Members Only | February 13, 2023 | Reading Time: 4 minutes
Turns out the Satanists aren’t really the good guys this time
The TST offers bad legal advice, writes Mia Brett.
The Satanic Temple is not the knight-in-shining-armor we’re waiting for. There’s no easy answer to the cruel, antiabortion policies being instituted. Most of us knew once Hillary lost there’d be little hope of keeping Roe. We’re exhausted. We want to believe someone’s going to swoop in. But it’s going to take a lot of hard work to protect abortion access in America.
Legal strategy around reproductive rights is complicated. Efforts that don’t consider their full ramifications can be counterproductive at best, harmful at worst. Abortion has broad support. It’s been a winning issue for Democrats.
The legal climate is murkier, though. Republicans have prioritized antiabortion legislation and antiabortion judges. We want our strategies to build on broad political support even if we need nuanced complicated legal arguments.
The legal protection of Christianity
The Satanic Temple (TST) is a “nontheistic” religious group whose mission is to “Encourage Benevolence And Empathy, Reject Tyrannical Authority, Advocate Practical Common Sense, Oppose Injustice, And Undertake Noble Pursuits.”
The religion doesn’t worship a supernatural Satan. It uses Satanic imagery to rebel against religious authoritarianism and promote secularism. The religion has a particular focus on opposing Christian privilege and hypocrisy. Actions are purposely performative and satirical, as if trolling Christian authoritarianism.

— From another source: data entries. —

impl DependencyGraph {
    /// Build the graph of `ops`.
    pub fn new(ops: Vec<Operation>) -> Self {
        let index_vars = compute_index_vars(&ops);
        let nodes = ops
            .into_iter()
            .enumerate()
            .map(|(i, op)| Node::new(op, NodeId(i as u32)))
            .collect();
        let mut graph = Self {
            nodes,
            memory_refs: Vec::new(),
            guards: Vec::new(),
            index_vars,
            early_exit: None,
        };
        graph.build();
        graph
    }

    fn build(&mut self) {
        self.early_exit = self
            .nodes
            .iter()
            .find(|n| n.opcode() == Opcode::GuardEarlyExit)
            .map(Node::id);
        let relax = self.early_exit.is_some();

        let mut defs: FxHashMap<Var, NodeId> = FxHashMap::default();
        let mut last_guard: Option<NodeId> = None;
        let mut side_effects: Vec<NodeId> = Vec::new();
        let mut accesses: Vec<Access> = Vec::new();

        for i in 0..self.nodes.len() {
            let id = NodeId(i as u32);
            let opcode = self.nodes[i].opcode();

            if opcode == Opcode::Label && i == 0 {
                for var in self.nodes[i].op.args.iter().filter_map(|a| a.var()) {
                    defs.insert(var, id);
                }
                continue;
            }

            let arg_defs: SmallVec<[NodeId; 4]> = self.nodes[i]
                .op
                .args
                .iter()
                .filter_map(|a| a.var())
                .filter_map(|v| defs.get(&v).copied())
                .collect();
            for def in arg_defs {
                self.edge_to(def, id, EdgeKind::Data);
            }

            if self.nodes[i].is_guard() {
                self.guards.push(id);
                let relaxed = relax && self.nodes[i].is_relaxed();
                if !relaxed {
                    let snapshot_defs: SmallVec<[NodeId; 8]> = self.nodes[i]
                        .op
                        .fail_args()
                        .filter_map(|a| a.var())
                        .filter_map(|v| defs.get(&v).copied())
                        .collect();
                    for def in snapshot_defs {
                        self.edge_to(def, id, EdgeKind::Snapshot);
                    }
                    if let Some(g) = last_guard {
                        self.edge_to(g, id, EdgeKind::Guard);
                    }
                    for s in side_effects.drain(..) {
                        self.edge_to(s, id, EdgeKind::SideEffect);
                    }
                    last_guard = Some(id);
                }
                if opcode == Opcode::GuardEarlyExit {
                    if let Some(label) = self.label() {
                        self.edge_to(label, id, EdgeKind::Label);
                        let label_vars: SmallVec<[Var; 8]> = self.nodes[label.index()]
                            .op
                            .args
                            .iter()
                            .filter_map(|a| a.var())
                            .collect();
                        for var in label_vars {
                            defs.insert(var, id);
                        }
                    }
                }
            }

            if opcode.is_array_op() || self.nodes[i].has_side_effects() {
                let memref = MemoryRef::of_operation(&self.nodes[i].op, &self.index_vars);
                let write = !opcode.is_load();
                if memref.is_some() {
                    self.memory_refs.push(id);
                }
                let mut memory_deps: SmallVec<[NodeId; 4]> = SmallVec::new();
                for prev in accesses.iter().rev() {
                    if !prev.may_alias(memref.as_ref()) {
                        continue;
                    }
                    if write {
                        memory_deps.push(prev.node);
                        if prev.write {
                            break;
                        }
                    } else if prev.write {
                        memory_deps.push(prev.node);
                        break;
                    }
                }
                for dep in memory_deps {
                    self.edge_to(dep, id, EdgeKind::Memory);
                }
                if !write {
                    if let Some(g) = last_guard {
                        self.edge_to(g, id, EdgeKind::Guard);
                    }
                }
                self.nodes[i].memref = memref.clone();
                accesses.push(Access {
                    node: id,
                    write,
                    memref,
                });
            }

            if self.nodes[i].has_side_effects() {
                if let Some(g) = last_guard {
                    self.edge_to(g, id, EdgeKind::SideEffect);
                }
                side_effects.push(id);
            }

            if let Some(res) = self.nodes[i].op.result {
                defs.insert(res, id);
            }
        }

        self.connect_label_and_jump();
    }

    /// Sinks precede the closing jump, the label precedes every root.
    fn connect_label_and_jump(&mut self) {
        let n = self.nodes.len();
        if n < 2 {
            return;
        }
        let last = NodeId((n - 1) as u32);
        if self.nodes[last.index()].opcode().is_final() {
            for i in 0..n - 1 {
                if self.nodes[i].provides.is_empty() {
                    self.edge_to(NodeId(i as u32), last, EdgeKind::Jump);
                }
            }
        }
        if let Some(label) = self.label() {
            for i in 1..n {
                if self.nodes[i].depends.is_empty() {
                    self.edge_to(label, NodeId(i as u32), EdgeKind::Label);
                }
            }
        }
    }

    // -------------------------------------------------------------------------
    // Accessors
    // -------------------------------------------------------------------------

    #[inline]
    pub fn len(&self) -> usize {
        self.nodes.len()
    }

    #[inline]
    pub fn is_empty(&self) -> bool {
        self.nodes.is_empty()
    }

    #[inline]
    pub fn node(&self, id: NodeId) -> &Node {
        &self.nodes[id.index()]
    }

    #[inline]
    pub fn node_mut(&mut self, id: NodeId) -> &mut Node {
        &mut self.nodes[id.index()]
    }

    pub fn nodes(&self) -> &[Node] {
        &self.nodes
    }

    /// Leading `LABEL`, if any.
    pub fn label(&self) -> Option<NodeId> {
        self.nodes
            .first()
            .filter(|n| n.opcode() == Opcode::Label)
            .map(Node::id)
    }

    pub fn early_exit(&self) -> Option<NodeId> {
        self.early_exit
    }

    pub fn guards(&self) -> &[NodeId] {
        &self.guards
    }

    pub fn memory_refs(&self) -> &[NodeId] {
        &self.memory_refs
    }

    pub fn index_vars(&self) -> &FxHashMap<Var, IndexVar> {
        &self.index_vars
    }

    /// Operations in their original order.
    pub fn operations(&self) -> impl Iterator<Item = &Operation> + '_ {
        self.nodes.iter().map(Node::op)
    }

    // -------------------------------------------------------------------------
    // Edges
    // -------------------------------------------------------------------------

    /// Add `from -> to`. An existing edge keeps its kind. Returns whether
    /// an edge was added.
    pub fn edge_to(&mut self, from: NodeId, to: NodeId, kind: EdgeKind) -> bool {
        if from == to || self.nodes[from.index()].provides.iter().any(|e| e.node == to) {
            return false;
        }
        self.nodes[from.index()].provides.push(Edge { node: to, kind });
        self.nodes[to.index()].depends.push(Edge { node: from, kind });
        true
    }

    /// Remove `from -> to`. Returns whether the edge existed.
    pub fn remove_edge_to(&mut self, from: NodeId, to: NodeId) -> bool {
        let before = self.nodes[from.index()].provides.len();
        self.nodes[from.index()].provides.retain(|e| e.node != to);
        self.nodes[to.index()].depends.retain(|e| e.node != from);
        before != self.nodes[from.index()].provides.len()
    }

    pub fn edge_kind(&self, from: NodeId, to: NodeId) -> Option<EdgeKind> {
        self.nodes[from.index()]
            .provides
            .iter()
            .find(|e| e.node == to)
            .map(|e| e.kind)
    }

    /// Whether `to` is reachable from `from`.
    pub fn has_path(&self, from: NodeId, to: NodeId) -> bool {
        let mut visited = FxHashSet::default();
        let mut stack = vec![from];
        while let Some(n) = stack.pop() {
            if n == to {
                return true;
            }
            if !visited.insert(n) {
                continue;
            }
            stack.extend(self.nodes[n.index()].provides.iter().map(|e| e.node));
        }
        false
    }

    /// Neither node can reach the other.
    pub fn independent(&self, a: NodeId, b: NodeId) -> bool {
        a != b && !self.has_path(a, b) && !self.has_path(b, a)
    }

    /// Every path from `from` backwards along dependencies to `to`, as
    /// `[from, ..., to]`. Returns `None` once more than `max_paths` paths
    /// (or a proportional amount of search work) would be needed.
    pub fn iterate_paths(&self, from: NodeId, to: NodeId, max_paths: usize) -> Option<Vec<Vec<NodeId>>> {
        let mut paths = Vec::new();
        let mut budget = max_paths.saturating_mul(self.nodes.len().max(1));
        let mut path = vec![from];
        // Stack of (node, next dependency to try).
        let mut stack: Vec<(NodeId, usize)> = vec![(from, 0)];

        while let Some(top) = stack.last_mut() {
            let (node, next) = *top;
            let depends = &self.nodes[node.index()].depends;
            if next >= depends.len() {
                stack.pop();
                path.pop();
                continue;
            }
            top.1 += 1;
            let dep = depends[next].node;

            budget = budget.checked_sub(1)?;
            if dep == to {
                let mut found = path.clone();
                found.push(to);
                paths.push(found);
                if paths.len() > max_paths {
                    return None;
                }
                continue;
            }
            // Edges run forward in program order before relaxation, so
            // nodes in front of `to` cannot reach it.
            if dep < to || path.contains(&dep) {
                continue;
            }
            path.push(dep);
            stack.push((dep, 0));
        }
        Some(paths)
    }

    // -------------------------------------------------------------------------
    // Relaxed guards
    // -------------------------------------------------------------------------

    /// Move every relaxed guard in front of the early exit.
    ///
    /// The data inputs of a relaxed guard that were fed by the early exit
    /// are re-rooted at the label, the guard is ordered before the early
    /// exit and before every side effect. Returns `false` when a guard
    /// depends on something impure, in which case it cannot move.
    pub fn pull_up_relaxed_guards(&mut self) -> bool {
        let (Some(label), Some(ee)) = (self.label(), self.early_exit) else {
            return true;
        };
        let relaxed: Vec<NodeId> = self
            .guards
            .iter()
            .copied()
            .filter(|&g| self.node(g).is_relaxed())
            .collect();
        let effects: Vec<NodeId> = self
            .nodes
            .iter()
            .filter(|n| n.has_side_effects())
            .map(Node::id)
            .collect();

        for guard in relaxed {
            let mut visited = FxHashSet::default();
            let mut to_pull: SmallVec<[NodeId; 4]> = SmallVec::new();
            let mut stack = vec![guard];
            while let Some(n) = stack.pop() {
                if !visited.insert(n) {
                    continue;
                }
                if n != guard && !self.node(n).opcode().is_always_pure() {
                    return false;
                }
                for edge in self.node(n).depends() {
                    if edge.kind != EdgeKind::Data || edge.node == label {
                        continue;
                    }
                    if edge.node == ee {
                        to_pull.push(n);
                    } else {
                        stack.push(edge.node);
                    }
                }
            }
            for n in to_pull {
                self.remove_edge_to(ee, n);
                self.edge_to(label, n, EdgeKind::Pullup);
            }
            for &n in &visited {
                let node = self.node_mut(n);
                node.priority = node.priority.max(10);
            }
            self.edge_to(guard, ee, EdgeKind::Pullup);
            for &s in &effects {
                self.edge_to(guard, s, EdgeKind::Pullup);
            }
        }
        true
    }

    /// Whether a relaxed guard may be placed before side effects: it and
    /// its whole data cone up to the label or early exit must be pure.
    pub fn has_pure_cone(&self, guard: NodeId) -> bool {
        let stop = |n: NodeId| Some(n) == self.label() || Some(n) == self.early_exit;
        let mut visited = FxHashSet::default();
        let mut stack: Vec<NodeId> = self
            .node(guard)
            .depends()
            .iter()
            .filter(|e| e.kind == EdgeKind::Data)
            .map(|e| e.node)
            .collect();
        while let Some(n) = stack.pop() {
            if stop(n) || !visited.insert(n) {
                continue;
            }
            if !self.node(n).opcode().is_always_pure() {
                return false;
            }
            stack.extend(
                self.node(n)
                    .depends()
                    .iter()
                    .filter(|e| e.kind == EdgeKind::Data)
                    .map(|e| e.node),
            );
        }
        true
    }

    /// Turn `guard` into a relaxed guard resuming with `snapshot_of`'s
    /// resume state.
    pub fn relax_guard(&mut self, guard: NodeId, snapshot_of: NodeId) {
        let snapshot = self.node(snapshot_of).op().snapshot.clone();
        let op = self.node_mut(guard).op_mut();
        op.descr = Some(GuardDescr::new(ResumeKind::AtLoopHeader).into());
        op.snapshot = snapshot;
    }
}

The TST has long tried to exploit the legal protection of Christianity to stress the hypocrisy of the law. They bring lawsuits, because legal protections granted to Christianity are usually not granted to Satanism and minority religions.
It feels particularly cathartic to see activists use a Satanist argument against a Christian-dominated legal system. When the TST kept their legal work pointing out Christian hypocrisy and protecting religious pluralism, they gained influence and support. However, their recent foray is getting increasingly harmful and those who once supported TST are speaking out against it.

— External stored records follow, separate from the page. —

impl<'a> VecScheduleData<'a> {
    pub fn new(cpu: &'a dyn Cpu, vec_reg_size: usize, smallest_type_bytes: usize) -> Self {
        Self {
            cpu,
            vec_reg_size,
            smallest_type_bytes,
            box_to_vbox: FxHashMap::default(),
            unpack_rename: FxHashMap::default(),
            vector_ops: 0,
            unpacks: 0,
        }
    }

    /// Vector operations emitted for packs.
    #[inline]
    pub fn vector_ops(&self) -> usize {
        self.vector_ops
    }

    /// Scalar reads of packed results.
    #[inline]
    pub fn unpacks(&self) -> usize {
        self.unpacks
    }

    /// Vector box and lane now holding `var`.
    pub fn vbox_of(&self, var: Var) -> Option<(usize, Var)> {
        self.box_to_vbox.get(&var).copied()
    }

    /// Lane type of a pack whose type is not fixed by a descriptor: the
    /// opcode's result type, widened by its vector inputs.
    pub fn propagate_ptype(&self, pack: &Pack, graph: &DependencyGraph, shape: &VecShape) -> PackType {
        if let Some(t) = pack.ptype().filter(PackType::is_valid) {
            return t;
        }
        let op0 = graph.node(pack.left()).op();
        let mut t = shape.result.unwrap_or(PackType::UNKNOWN);
        for (i, arg_shape) in shape.args.iter().enumerate() {
            if arg_shape.is_none() || i >= op0.num_args() {
                continue;
            }
            if let Some((_, vbox)) = op0.arg(i).var().and_then(|v| self.vbox_of(v)) {
                t.record_vector(spec_of(vbox));
            }
        }
        if t.kind == PackKind::Unknown {
            let float = op0.result.is_some_and(|r| r.ty().is_float());
            t.kind = if float { PackKind::Float } else { PackKind::Int };
        }
        if t.size == 0 {
            t.size = self.smallest_type_bytes.max(1);
        }
        t
    }

    /// Emit the vector form of `pack`, split into register-sized chunks.
    pub fn as_vector_operation(
        &mut self,
        pack: &mut Pack,
        graph: &DependencyGraph,
        vars: &mut VarAllocator,
        out: &mut Vec<Operation>,
    ) {
        let op0 = graph.node(pack.left()).op();
        let Some(vopcode) = self.cpu.vector_equivalent(op0.opcode) else {
            panic!("{} has no vector form", op0.opcode);
        };
        let Some(shape) = vector_shape(vopcode) else {
            panic!("no operand shape for {}", vopcode);
        };
        let ptype = self.propagate_ptype(pack, graph, &shape);
        pack.set_ptype(ptype);

        let lanes = if pack.is_overloaded(self.vec_reg_size) {
            (self.vec_reg_size / ptype.size).max(1)
        } else {
            pack.len()
        };
        for chunk in pack.nodes().chunks(lanes) {
            self.emit_chunk(chunk, vopcode, &shape, ptype, graph, vars, out);
        }
    }

    #[allow(clippy::too_many_arguments)]
    fn emit_chunk(
        &mut self,
        chunk: &[NodeId],
        vopcode: Opcode,
        shape: &VecShape,
        ptype: PackType,
        graph: &DependencyGraph,
        vars: &mut VarAllocator,
        out: &mut Vec<Operation>,
    ) {
        let op0 = graph.node(chunk[0]).op();
        let count = chunk.len();
        let mut args: SmallVec<[Value; 4]> = SmallVec::with_capacity(op0.num_args() + 2);
        let mut offset = 0;
        for i in 0..op0.num_args() {
            let arg_shape = shape.args.get(i).copied().flatten();
            match arg_shape {
                Some(t) => {
                    let t = if shape.from_descr { ptype } else { t.resolve(ptype) };
                    let (vbox, start) =
                        self.vector_arg(graph, chunk, i, t, shape.pass_offset, vars, out);
                    offset = start;
                    args.push(Value::Var(vbox));
                }
                None => args.push(self.scalar_value(op0.arg(i), vars, out)),
            }
        }
        if shape.pass_offset {
            args.push(Value::int(offset as i64));
        }
        args.push(Value::int(count as i64));

        let result = shape.result.map(|r| {
            let t = if shape.from_descr { ptype } else { r.resolve(ptype) };
            let mut spec = t.vector_spec(count);
            if let Some(k) = shape.result_size_arg {
                if let Some(size) = args[k].constant().and_then(|c| c.as_int()) {
                    spec = spec.with_item_size(size as u8);
                }
            }
            let vbox = vars.fresh(ValueType::Vector(spec));
            for (lane, &n) in chunk.iter().enumerate() {
                if let Some(res) = graph.node(n).op().result {
                    self.box_to_vbox.insert(res, (lane, vbox));
                }
            }
            vbox
        });

        let mut vop = Operation::new(vopcode, args, result);
        vop.descr = op0.descr.clone();
        out.push(vop);
        self.vector_ops += 1;
    }

    /// Vector box holding operand `i` of every lane of `chunk`. With
    /// `allow_offset`, a run starting inside a vector is returned as that
    /// vector plus the start lane.
    #[allow(clippy::too_many_arguments)]
    fn vector_arg(
        &mut self,
        graph: &DependencyGraph,
        chunk: &[NodeId],
        i: usize,
        t: PackType,
        allow_offset: bool,
        vars: &mut VarAllocator,
        out: &mut Vec<Operation>,
    ) -> (Var, usize) {
        let count = chunk.len();
        let args: SmallVec<[Value; 8]> = chunk.iter().map(|&n| graph.node(n).op().arg(i)).collect();
        let sources: SmallVec<[Option<(usize, Var)>; 8]> = args
            .iter()
            .map(|a| a.var().and_then(|v| self.vbox_of(v)))
            .collect();

        let (vbox, start) = if let Some((start, vbox)) = consecutive(&sources) {
            if start == 0 && spec_of(vbox).count as usize == count {
                (vbox, 0)
            } else if allow_offset {
                (vbox, start)
            } else {
                (self.unpack_vector(vbox, start, count, vars, out), 0)
            }
        } else if sources.iter().all(Option::is_none) {
            (self.expand(&args, t, vars, out), 0)
        } else {
            (self.gather(&args, &sources, t, vars, out), 0)
        };
        (self.adjust_width(vbox, t, vars, out), start)
    }

    /// Sign-extend or truncate integer lanes to `t.size`.
    fn adjust_width(&mut self, vbox: Var, t: PackType, vars: &mut VarAllocator, out: &mut Vec<Operation>) -> Var {
        let spec = spec_of(vbox);
        if t.kind != PackKind::Int || spec.kind != ElemKind::Int || t.size == 0 {
            return vbox;
        }
        if spec.item_size as usize == t.size {
            return vbox;
        }
        let result = vars.fresh(ValueType::Vector(spec.with_item_size(t.size as u8)));
        out.push(Operation::new(
            Opcode::VecIntSignext,
            [
                Value::Var(vbox),
                Value::int(t.size as i64),
                Value::int(spec.count as i64),
            ],
            Some(result),
        ));
        result
    }

    /// Broadcast or assemble scalar operands.
    fn expand(&mut self, args: &[Value], t: PackType, vars: &mut VarAllocator, out: &mut Vec<Operation>) -> Var {
        let first = args[0];
        let kind = if first.ty().is_float() {
            ElemKind::Float
        } else {
            ElemKind::Int
        };
        let size = if t.size > 0 { t.size } else { 8 };
        let spec = VectorSpec::new(kind, args.len() as u16, size as u8, t.signed);

        if args.iter().all(|&a| a == first) {
            let first = self.scalar_value(first, vars, out);
            let result = vars.fresh(ValueType::Vector(spec));
            out.push(Operation::new(
                expand_opcode(kind),
                [first, Value::int(args.len() as i64)],
                Some(result),
            ));
            return result;
        }
        let mut target = self.new_vbox(spec, vars, out);
        for (j, &a) in args.iter().enumerate() {
            let a = self.scalar_value(a, vars, out);
            target = self.pack_into(target, a, j, 1, vars, out);
        }
        target
    }

    /// Assemble a vector from runs of other vectors and scalars.
    fn gather(
        &mut self,
        args: &[Value],
        sources: &[Option<(usize, Var)>],
        t: PackType,
        vars: &mut VarAllocator,
        out: &mut Vec<Operation>,
    ) -> Var {
        let count = args.len();
        let kind = match t.kind {
            PackKind::Float => ElemKind::Float,
            _ => ElemKind::Int,
        };
        let size = if t.size > 0 { t.size } else { 8 };
        let spec = VectorSpec::new(kind, count as u16, size as u8, t.signed);
        let mut target = self.new_vbox(spec, vars, out);
        let mut j = 0;
        while j < count {
            match sources[j] {
                Some((lane, src)) => {
                    let mut run = 1;
                    while j + run < count && sources[j + run] == Some((lane + run, src)) {
                        run += 1;
                    }
                    let part = if lane == 0 && spec_of(src).count as usize == run {
                        src
                    } else {
                        self.unpack_vector(src, lane, run, vars, out)
                    };
                    target = self.pack_into(target, Value::Var(part), j, run, vars, out);
                    j += run;
                }
                None => {
                    let a = self.scalar_value(args[j], vars, out);
                    target = self.pack_into(target, a, j, 1, vars, out);
                    j += 1;
                }
            }
        }
        target
    }

    fn new_vbox(&mut self, spec: VectorSpec, vars: &mut VarAllocator, out: &mut Vec<Operation>) -> Var {
        let result = vars.fresh(ValueType::Vector(spec));
        out.push(Operation::new(
            Opcode::VecBox,
            [Value::int(spec.count as i64)],
            Some(result),
        ));
        result
    }

    /// `target[index..index + count] = source`.
    fn pack_into(
        &mut self,
        target: Var,
        source: Value,
        index: usize,
        count: usize,
        vars: &mut VarAllocator,
        out: &mut Vec<Operation>,
    ) -> Var {
        let spec = spec_of(target);
        let result = vars.fresh(ValueType::Vector(spec));
        out.push(Operation::new(
            pack_opcode(spec.kind),
            [
                Value::Var(target),
                source,
                Value::int(index as i64),
                Value::int(count as i64),
            ],
            Some(result),
        ));
        result
    }

    /// Lanes `start..start + count` of `vbox` as a new vector.
    fn unpack_vector(
        &mut self,
        vbox: Var,
        start: usize,
        count: usize,
        vars: &mut VarAllocator,
        out: &mut Vec<Operation>,
    ) -> Var {
        let spec = spec_of(vbox);
        let result = vars.fresh(ValueType::Vector(spec.with_count(count as u16)));
        out.push(Operation::new(
            unpack_opcode(spec.kind),
            [
                Value::Var(vbox),
                Value::int(start as i64),
                Value::int(count as i64),
            ],
            Some(result),
        ));
        result
    }

    /// Scalar form of `value`, unpacking it from its vector on first use.
    pub fn scalar_value(&mut self, value: Value, vars: &mut VarAllocator, out: &mut Vec<Operation>) -> Value {
        let Value::Var(var) = value else {
            return value;
        };
        if let Some(&renamed) = self.unpack_rename.get(&var) {
            return Value::Var(renamed);
        }
        let Some((lane, vbox)) = self.vbox_of(var) else {
            return value;
        };
        let fresh = vars.fresh(var.ty());
        out.push(Operation::new(
            unpack_opcode(spec_of(vbox).kind),
            [Value::Var(vbox), Value::int(lane as i64), Value::int(1)],
            Some(fresh),
        ));
        self.unpack_rename.insert(var, fresh);
        self.unpacks += 1;
        Value::Var(fresh)
    }

    /// Rewrite the operands and snapshot of a scalar operation so they no
    /// longer name packed boxes.
    pub fn unpack_operation(&mut self, op: &mut Operation, vars: &mut VarAllocator, out: &mut Vec<Operation>) {
        for i in 0..op.num_args() {
            let arg = self.scalar_value(op.arg(i), vars, out);
            op.set_arg(i, arg);
        }
        if let Some(snapshot) = op.snapshot.take() {
            let renamed = Snapshot::rename(&snapshot, &mut |v| self.scalar_value(v, vars, out));
            op.snapshot = Some(renamed);
        }
    }
}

Made-up religious exemption
Abortion support isn’t new for TST. Offering legal protection to abortion seekers is. After the Supreme Court overturned Roe, TST claimed on Twitter that “The Satanic Temple is the leading beacon of light in the battle for abortion access. With Roe v Wade overturned, a religious exemption will be the only available challenge to many restrictions to access.” The tweet included a link that takes you to a page claiming that: “In accordance with the Religious Freedom Restoration Act (RFRA), first trimester abortions are now exempt from unnecessary regulations for all individuals practicing The Satanic Temple’s religious abortion ritual” and a donation button.
This claim has no legal backing. It could put abortion seekers in legal jeopardy. The page includes a disclaimer that such a right has not yet been officially recognized by the courts, but still asserts that precedent supports the claim even though there is no controlling precedent on a religious exemption guaranteeing abortion access for any religion.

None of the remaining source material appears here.